– Хочешь посмотреть на меня, сам полезай вниз, – прокашлял в подвале Богдан.
– Дурачок ты. – Дроздов вздохнул, изображая сожаление. – Я-то приехал побеседовать с тобой по-человечески, а ты… Тварь неблагодарная!
В ответ Дроздов услышал молчание.
– Послушай, идиот! – разозлился он. – Мне нужно знать все в точности! Понятно? Иначе я буду отрезать от тебя по кусочку в час, пока не расколешься!
– Если хочешь узнать, спустишься вниз, – сообщил Богдан. – Хотя бы для того, чтобы меня разрезать.
– Ну, черт с тобой! – рявкнул Дроздов. – Спущусь. Ты сам этого хотел.
Он принес из кухни узкую деревянную лесенку и утопил ее в темном квадрате люка. Освещая путь лампой, энкавэдэшник начал спускаться в подвал, морщась от дурного запаха.
В свете керосинки проступили земляные стены, несколько бочек с прокисшим огуречным рассолом и довольно большая яма, вырытая в полу. Возле нее кутался в драное одеяло отощавший до костей мужчина. На его впалых щеках проросла двухнедельная борода, в черных глазах, казавшихся огромными на отощавшем лице, полыхал огонь безумия.
– Подкопчик роешь? – усмехнулся Дроздов. – Слава графа Монте-Кристо спать не дает? Тут тебе не замок Иф, отсюда не выберешься.
Держа «наган» у бедра, он поставил лампу на одну из бочек, сорвал с пленника одеяло и зло вышвырнул из подвала приспособленную Богданом для рытья доску.
– Кушать, поди-ка, хочется, а? – юродствовал Дроздов. – Сколько же дней, как еда кончилась?
– Здесь день от ночи не отличишь, – спокойно проговорил пленник. – Давно кончилась.
– Значит, хочешь кушать-то? – Дроздов присел перед Громовым на корточки и впился взглядом в почерневшее, обросшее лицо. – Итак! Повтори мне, коллега, будь так любезен, что ты говорил про гору? Это должна быть какая-то особенная гора? Определенной высоты? Может, порода камня имеет значение? Говори! Я спустился! Ответишь, получишь пожрать.

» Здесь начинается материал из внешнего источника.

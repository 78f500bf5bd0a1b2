//! Pipeline steps

use super::context::FlowContext;
use crate::core::dispatcher::{check_resource, Dispatcher, ResourceStatus};
use crate::core::dmr::{Composite, Operation, ResourceAddress};
use crate::utils::error::Result;
use async_trait::async_trait;
use tracing::debug;

/// One unit of work in a [`Pipeline`](super::Pipeline)
#[async_trait]
pub trait Step: Send + Sync {
    /// Name used in logs and in [`FlowContext::completed`]
    fn name(&self) -> &str;

    /// Run the step; an error aborts the pipeline
    async fn execute(&self, dispatcher: &dyn Dispatcher, context: &mut FlowContext) -> Result<()>;
}

/// Executes a single operation
pub struct ExecuteStep {
    name: String,
    operation: Operation,
}

impl ExecuteStep {
    pub fn new(name: impl Into<String>, operation: Operation) -> Self {
        Self {
            name: name.into(),
            operation,
        }
    }

    pub fn operation(&self) -> &Operation {
        &self.operation
    }
}

#[async_trait]
impl Step for ExecuteStep {
    fn name(&self) -> &str {
        &self.name
    }

    async fn execute(&self, dispatcher: &dyn Dispatcher, _context: &mut FlowContext) -> Result<()> {
        dispatcher.execute(self.operation.clone()).await?;
        Ok(())
    }
}

/// Probes a resource and records whether it exists
pub struct CheckStep {
    name: String,
    address: ResourceAddress,
}

impl CheckStep {
    pub fn new(name: impl Into<String>, address: ResourceAddress) -> Self {
        Self {
            name: name.into(),
            address,
        }
    }
}

#[async_trait]
impl Step for CheckStep {
    fn name(&self) -> &str {
        &self.name
    }

    async fn execute(&self, dispatcher: &dyn Dispatcher, context: &mut FlowContext) -> Result<()> {
        let status = check_resource(dispatcher, &self.address).await?;
        context.record_status(self.address.clone(), status);
        Ok(())
    }
}

type Predicate = dyn Fn(ResourceStatus) -> bool + Send + Sync;

/// Executes an operation only if the recorded status of a resource matches
pub struct ConditionalStep {
    name: String,
    address: ResourceAddress,
    predicate: Box<Predicate>,
    operation: Operation,
}

impl ConditionalStep {
    /// `predicate` is applied to the status a preceding [`CheckStep`]
    /// recorded for `address`
    pub fn new<P>(
        name: impl Into<String>,
        address: ResourceAddress,
        predicate: P,
        operation: Operation,
    ) -> Self
    where
        P: Fn(ResourceStatus) -> bool + Send + Sync + 'static,
    {
        Self {
            name: name.into(),
            address,
            predicate: Box::new(predicate),
            operation,
        }
    }

    /// Execute only when the resource was absent
    pub fn if_absent(name: impl Into<String>, address: ResourceAddress, operation: Operation) -> Self {
        Self::new(name, address, |status| status == ResourceStatus::Absent, operation)
    }

    /// Execute only when the resource exists
    pub fn if_exists(name: impl Into<String>, address: ResourceAddress, operation: Operation) -> Self {
        Self::new(name, address, |status| status == ResourceStatus::Exists, operation)
    }
}

#[async_trait]
impl Step for ConditionalStep {
    fn name(&self) -> &str {
        &self.name
    }

    async fn execute(&self, dispatcher: &dyn Dispatcher, context: &mut FlowContext) -> Result<()> {
        let status = context.require_status(&self.address)?;
        if !(self.predicate)(status) {
            debug!("Skipping {}: {} is {:?}", self.name, self.address, status);
            context.mark_skipped(&self.name);
            return Ok(());
        }
        dispatcher.execute(self.operation.clone()).await?;
        Ok(())
    }
}

/// Executes a batch of operations
///
/// Nothing is sent for an empty batch, a single operation is sent as is and
/// anything larger goes out as one composite.
pub struct BatchStep {
    name: String,
    operations: Vec<Operation>,
}

impl BatchStep {
    pub fn new(name: impl Into<String>, operations: Vec<Operation>) -> Self {
        Self {
            name: name.into(),
            operations,
        }
    }

    pub fn len(&self) -> usize {
        self.operations.len()
    }

    pub fn is_empty(&self) -> bool {
        self.operations.is_empty()
    }
}

#[async_trait]
impl Step for BatchStep {
    fn name(&self) -> &str {
        &self.name
    }

    async fn execute(&self, dispatcher: &dyn Dispatcher, _context: &mut FlowContext) -> Result<()> {
        match self.operations.as_slice() {
            [] => Ok(()),
            [operation] => dispatcher.execute(operation.clone()).await.map(|_| ()),
            operations => {
                let composite = Composite::from(operations.to_vec());
                dispatcher.execute_composite(composite).await.map(|_| ())
            }
        }
    }
}
//! Broadcast event bus

use super::types::{ConsoleEvent, Message};
use tokio::sync::broadcast;
use tracing::debug;

/// Broadcasts console events to every subscriber
#[derive(Debug, Clone)]
pub struct EventBus {
    sender: broadcast::Sender<ConsoleEvent>,
}

impl EventBus {
    pub fn new(capacity: usize) -> Self {
        let (sender, _) = broadcast::channel(capacity.max(1));
        Self { sender }
    }

    pub fn subscribe(&self) -> broadcast::Receiver<ConsoleEvent> {
        self.sender.subscribe()
    }

    pub fn subscriber_count(&self) -> usize {
        self.sender.receiver_count()
    }

    /// Publish an event; having no subscribers is fine
    pub fn publish(&self, event: ConsoleEvent) {
        if let Err(broadcast::error::SendError(event)) = self.sender.send(event) {
            debug!("No subscribers for event {:?}", event);
        }
    }

    pub fn notify(&self, message: Message) {
        self.publish(ConsoleEvent::Message(message));
    }

    pub fn success(&self, text: impl Into<String>) {
        self.notify(Message::success(text));
    }

    pub fn info(&self, text: impl Into<String>) {
        self.notify(Message::info(text));
    }

    pub fn warning(&self, text: impl Into<String>) {
        self.notify(Message::warning(text));
    }

    pub fn error(&self, text: impl Into<String>, details: Option<String>) {
        let mut message = Message::error(text);
        message.details = details;
        self.notify(message);
    }
}

impl Default for EventBus {
    fn default() -> Self {
        Self::new(1000)
    }
}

– Нет. Не отвечу, – покачал головой Богдан. – Не вижу смысла.
– Ладно, я тогда сразу к делу, – снова завелся Дроздов. – Идет? Для начала я тебе прострелю ноженьку. Потом другую, потом до рученек дело дойдет. Пока не увидишь смысл.
– Бога не боишься, убийца? – поднял опущенные веки Богдан и обжег Дроздова пылающим взглядом. – Бог-то твой православный не простит убийства! А? Чужой-то простил бы, а свой не простит! Что с твоей вечной душой будет?